Злоба Сервиса по отношению к Троцкому особенно видна в рассказе об отношениях между ним и Александрой Соколовской, товарищем Троцкого, на которой он женился в тюрьме в 1899 году и которую он покинул с двумя маленькими дочерьми, когда в 1902 году бежал из сибирской ссылки. Троцкий вспоминал позже, что именно она подтолкнула его к побегу из России, чтобы он поехал встретиться с Лениным и другими российскими марксистами в Западной Европе. Но Сервис рассказывает, что «Бронштейн намеревался оставить ее одинокой в дикой Сибири … Не успел он произвести на свет пару детей, как решил удрать от них. Немногие революционеры оставили после себя такой беспорядок.
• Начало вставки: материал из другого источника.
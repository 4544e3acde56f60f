use serde::{Deserialize, Serialize};
use tracing::warn;

use crate::{cli::TransportMode, lib::errors::FieldProblem};

pub const DEFAULT_NAME: &str = "MCP Server Template";
pub const DEFAULT_VERSION: &str = "1.0.0";
pub const DEFAULT_DESCRIPTION: &str = "A robust template for building MCP servers";
pub const DEFAULT_HOST: &str = "0.0.0.0";
pub const DEFAULT_PORT: u16 = 8000;
pub const DEFAULT_TRANSPORT: TransportMode = TransportMode::Http;

/// Server identity and listener settings.
#[derive(Debug, Clone, PartialEq, Serialize)]
pub struct ServerSection {
    pub name: String,
    pub version: String,
    pub description: String,
    pub host: String,
    pub port: u16,
    pub transport: TransportMode,
}

impl Default for ServerSection {
    fn default() -> Self {
        Self {
            name: DEFAULT_NAME.to_string(),
            version: DEFAULT_VERSION.to_string(),
            description: DEFAULT_DESCRIPTION.to_string(),
            host: DEFAULT_HOST.to_string(),
            port: DEFAULT_PORT,
            transport: DEFAULT_TRANSPORT,
        }
    }
}

#[derive(Debug, Deserialize, Default)]
pub struct RawServerSection {
    pub name: Option<String>,
    pub version: Option<String>,
    pub description: Option<String>,
    pub host: Option<String>,
    pub port: Option<i64>,
    pub transport: Option<String>,
}

/// Optional capabilities toggled per deployment.
#[derive(Debug, Clone, Copy, PartialEq, Eq, Serialize)]
pub struct FeaturesSection {
    pub health_check: bool,
    pub metrics: bool,
    pub cors: bool,
    pub logging: bool,
}

impl Default for FeaturesSection {
    fn default() -> Self {
        Self {
            health_check: true,
            metrics: false,
            cors: true,
            logging: true,
        }
    }
}

#[derive(Debug, Deserialize, Default)]
pub struct RawFeaturesSection {
    pub health_check: Option<bool>,
    pub metrics: Option<bool>,
    pub cors: Option<bool>,
    pub logging: Option<bool>,
}

pub fn parse_server_section(
    raw: Option<RawServerSection>,
    problems: &mut Vec<FieldProblem>,
) -> ServerSection {
    let raw = raw.unwrap_or_default();
    let defaults = ServerSection::default();

    let port = match raw.port {
        None => defaults.port,
        Some(port) => match u16::try_from(port) {
            Ok(port) if port >= 1 => port,
            _ => {
                problems.push(FieldProblem::new(
                    "server.port",
                    format!("must be between 1 and 65535 (got {port})"),
                ));
                defaults.port
            }
        },
    };

    let transport = match raw.transport.as_deref() {
        None => defaults.transport,
        Some(value) => match TransportMode::parse(value) {
            Some(mode) => {
                if TransportMode::is_alias(value) {
                    warn!(
                        target: "mcp_template::config",
                        transport = value,
                        "SSE transport is served as streamable HTTP at /mcp"
                    );
                }
                mode
            }
            None => {
                problems.push(FieldProblem::new(
                    "server.transport",
                    format!("must be one of stdio, tcp, http, sse (got `{value}`)"),
                ));
                defaults.transport
            }
        },
    };

    ServerSection {
        name: non_blank(raw.name).unwrap_or(defaults.name),
        version: non_blank(raw.version).unwrap_or(defaults.version),
        description: raw.description.unwrap_or(defaults.description),
        host: non_blank(raw.host).unwrap_or(defaults.host),
        port,
        transport,
    }
}

pub fn parse_features_section(raw: Option<RawFeaturesSection>) -> FeaturesSection {
    let raw = raw.unwrap_or_default();
    let defaults = FeaturesSection::default();
    FeaturesSection {
        health_check: raw.health_check.unwrap_or(defaults.health_check),
        metrics: raw.metrics.unwrap_or(defaults.metrics),
        cors: raw.cors.unwrap_or(defaults.cors),
        logging: raw.logging.unwrap_or(defaults.logging),
    }
}

pub(crate) fn non_blank(value: Option<String>) -> Option<String> {
    value
        .map(|v| v.trim().to_string())
        .filter(|v| !v.is_empty())
}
И все же он действовал согласно революционному кодексу» (p. 67). Последнее предложение призвано смягчить тон критики, но на 112-й странице Сервис снова заявляет, что Троцкий «бросил свою первую жену».

На самом деле семья Бронштейнов в России поддерживала Соколовскую и ее дочерей и помогала им. Александра Соколовская осталась верна идеям Троцкого и погибла во время Большого террора, будучи его политическим сторонником. Сервис не ссылается на какие-либо факты, опровергающие рассказ Троцкого; наоборот, он сам скрывает неудобные для него свидетельства. Чтобы осудить Троцкого, он приписывает ему циничную фразу, что жизнь «развела нас» (p. 67). Согласно изложению Сервиса, Троцкий хладнокровно пожимает плечами, мол, все в жизни случается. Но, как замечает Норт, Сервис оборвал и исказил это предложение. В действительности Троцкий написал: «Жизнь развела нас, сохранив ненарушимо идейную связь и дружбу» (p. 125). Иначе говоря, Сервис убрал неудобный для себя текст из автобиографии, а потом обвинил Троцкого в замалчивании фактов.

Норт прав, когда говорит, что число фактических ошибок в книге Сервиса «просто поражает» (p. 167). Я насчитал более четырех дюжин ошибок. Сервис путает имена сыновей Троцкого, ошибается в названии самой крупной политической партии в составе первой Думы в 1906 году, искажает имя австрийского эрцгерцога, убитого в 1914 году в Сараево, неверно описывает обстоятельства отречения Николая II от престола, путает описание позиции Троцкого в 1940 году по поводу вступления США во Вторую мировую войну, приводит неверную дату смерти вдовы Троцкого. Книга Сервиса ни в коем случае не заслуживает доверия.

Ошибки иногда прямо-таки детские. Сервис думает, будто Бертрам Вольф был одним из «последователей» Троцкого и жил в его доме в Мехико (pp. 441, 473); что Андре Бретон был «художником-сюрреалистом», «картины которого выражали его сочувствие положению трудящихся» (p. 453); что Михаил Горбачев реабилитировал Троцкого в 1988 году, хотя на самом деле советское правительство никогда официально не реабилитировало его.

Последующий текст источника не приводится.